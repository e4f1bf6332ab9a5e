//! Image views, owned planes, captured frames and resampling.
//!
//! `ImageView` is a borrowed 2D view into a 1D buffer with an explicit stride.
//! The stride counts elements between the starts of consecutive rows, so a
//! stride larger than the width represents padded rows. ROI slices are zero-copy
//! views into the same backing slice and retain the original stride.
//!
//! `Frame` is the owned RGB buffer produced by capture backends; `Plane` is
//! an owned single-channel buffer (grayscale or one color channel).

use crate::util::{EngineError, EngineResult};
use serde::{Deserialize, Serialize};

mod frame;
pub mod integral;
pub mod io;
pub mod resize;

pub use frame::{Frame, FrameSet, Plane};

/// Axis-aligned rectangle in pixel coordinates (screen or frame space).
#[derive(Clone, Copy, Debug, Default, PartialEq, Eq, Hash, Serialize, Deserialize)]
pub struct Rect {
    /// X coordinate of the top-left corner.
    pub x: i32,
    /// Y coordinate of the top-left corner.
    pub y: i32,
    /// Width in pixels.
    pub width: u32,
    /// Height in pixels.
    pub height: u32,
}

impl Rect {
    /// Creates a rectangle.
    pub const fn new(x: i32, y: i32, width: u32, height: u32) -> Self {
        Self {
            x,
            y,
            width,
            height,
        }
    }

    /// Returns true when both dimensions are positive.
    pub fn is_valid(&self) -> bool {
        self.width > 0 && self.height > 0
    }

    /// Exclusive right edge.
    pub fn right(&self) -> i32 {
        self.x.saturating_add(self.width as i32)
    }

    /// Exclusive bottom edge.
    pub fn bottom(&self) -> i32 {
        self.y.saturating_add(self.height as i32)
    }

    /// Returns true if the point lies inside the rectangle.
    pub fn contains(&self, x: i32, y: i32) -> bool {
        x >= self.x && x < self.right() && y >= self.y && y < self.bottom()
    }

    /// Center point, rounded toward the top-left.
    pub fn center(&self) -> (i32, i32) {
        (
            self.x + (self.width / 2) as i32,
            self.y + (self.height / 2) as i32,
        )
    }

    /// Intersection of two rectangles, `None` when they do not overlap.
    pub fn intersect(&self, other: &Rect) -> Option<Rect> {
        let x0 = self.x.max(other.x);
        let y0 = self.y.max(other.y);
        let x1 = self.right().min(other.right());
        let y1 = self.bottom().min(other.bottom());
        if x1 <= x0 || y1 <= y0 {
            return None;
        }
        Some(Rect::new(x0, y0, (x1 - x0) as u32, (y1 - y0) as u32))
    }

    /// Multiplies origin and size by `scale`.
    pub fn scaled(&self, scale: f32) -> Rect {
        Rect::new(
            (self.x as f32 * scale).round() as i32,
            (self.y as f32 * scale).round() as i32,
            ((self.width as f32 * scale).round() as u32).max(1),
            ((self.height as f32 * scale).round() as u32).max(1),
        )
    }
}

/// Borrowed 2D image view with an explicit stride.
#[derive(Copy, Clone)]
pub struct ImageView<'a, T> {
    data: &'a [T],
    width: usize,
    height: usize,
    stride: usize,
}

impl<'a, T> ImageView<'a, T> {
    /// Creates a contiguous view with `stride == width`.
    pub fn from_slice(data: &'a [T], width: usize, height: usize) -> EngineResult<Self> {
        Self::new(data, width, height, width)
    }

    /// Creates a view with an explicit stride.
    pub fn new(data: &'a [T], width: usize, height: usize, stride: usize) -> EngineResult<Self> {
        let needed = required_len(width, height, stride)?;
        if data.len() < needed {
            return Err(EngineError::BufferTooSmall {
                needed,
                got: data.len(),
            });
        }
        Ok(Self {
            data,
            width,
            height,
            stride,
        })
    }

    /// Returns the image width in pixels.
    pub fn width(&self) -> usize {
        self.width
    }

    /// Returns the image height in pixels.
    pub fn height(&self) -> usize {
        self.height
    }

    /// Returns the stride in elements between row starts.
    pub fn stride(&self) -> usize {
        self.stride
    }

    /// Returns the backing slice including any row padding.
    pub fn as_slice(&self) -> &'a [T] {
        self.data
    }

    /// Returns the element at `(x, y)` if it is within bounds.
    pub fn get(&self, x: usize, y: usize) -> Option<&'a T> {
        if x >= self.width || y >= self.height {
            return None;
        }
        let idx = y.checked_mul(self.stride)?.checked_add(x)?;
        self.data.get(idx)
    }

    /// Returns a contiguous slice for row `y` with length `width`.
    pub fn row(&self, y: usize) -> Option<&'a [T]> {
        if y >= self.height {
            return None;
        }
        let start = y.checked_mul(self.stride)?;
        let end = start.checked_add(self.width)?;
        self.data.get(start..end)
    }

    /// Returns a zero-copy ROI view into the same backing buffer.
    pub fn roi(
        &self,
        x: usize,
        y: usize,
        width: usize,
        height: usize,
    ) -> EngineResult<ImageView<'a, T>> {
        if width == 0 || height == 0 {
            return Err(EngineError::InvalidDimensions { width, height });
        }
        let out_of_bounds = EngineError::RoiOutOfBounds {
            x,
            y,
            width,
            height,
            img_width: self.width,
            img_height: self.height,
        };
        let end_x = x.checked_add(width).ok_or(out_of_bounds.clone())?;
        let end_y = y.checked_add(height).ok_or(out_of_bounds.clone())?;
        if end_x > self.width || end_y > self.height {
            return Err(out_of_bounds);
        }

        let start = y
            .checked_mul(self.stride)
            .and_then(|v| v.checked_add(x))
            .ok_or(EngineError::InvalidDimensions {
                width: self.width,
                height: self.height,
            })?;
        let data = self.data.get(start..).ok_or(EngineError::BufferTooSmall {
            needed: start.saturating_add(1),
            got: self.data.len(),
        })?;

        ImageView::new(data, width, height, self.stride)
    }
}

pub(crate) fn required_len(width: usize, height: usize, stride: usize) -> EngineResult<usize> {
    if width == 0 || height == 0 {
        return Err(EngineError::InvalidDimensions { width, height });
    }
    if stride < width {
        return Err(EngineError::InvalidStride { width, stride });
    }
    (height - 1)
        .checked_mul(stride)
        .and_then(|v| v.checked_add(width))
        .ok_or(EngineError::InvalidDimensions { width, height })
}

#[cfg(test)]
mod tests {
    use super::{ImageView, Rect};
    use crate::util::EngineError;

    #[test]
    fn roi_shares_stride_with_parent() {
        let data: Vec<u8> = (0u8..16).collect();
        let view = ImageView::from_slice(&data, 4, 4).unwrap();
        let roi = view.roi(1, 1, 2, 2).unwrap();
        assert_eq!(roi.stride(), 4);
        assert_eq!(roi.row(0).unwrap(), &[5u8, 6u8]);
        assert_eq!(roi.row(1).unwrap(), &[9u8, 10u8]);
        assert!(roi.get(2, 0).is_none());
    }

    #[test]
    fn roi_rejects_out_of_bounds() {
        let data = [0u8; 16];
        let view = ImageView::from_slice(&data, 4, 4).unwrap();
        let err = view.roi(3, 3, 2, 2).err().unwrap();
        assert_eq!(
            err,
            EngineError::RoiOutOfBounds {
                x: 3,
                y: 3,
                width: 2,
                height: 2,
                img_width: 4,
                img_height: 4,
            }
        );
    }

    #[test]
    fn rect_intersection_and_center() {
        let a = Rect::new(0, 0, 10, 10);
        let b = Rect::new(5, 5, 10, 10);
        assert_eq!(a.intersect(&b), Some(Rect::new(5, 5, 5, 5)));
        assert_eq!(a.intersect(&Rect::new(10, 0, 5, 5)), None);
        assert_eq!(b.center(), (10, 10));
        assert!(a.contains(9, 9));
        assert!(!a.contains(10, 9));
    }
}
· · · ·
» Requirement:
Going through the material, how many lines contain the word "derive"? Please give only the number.

» Output for this task:
2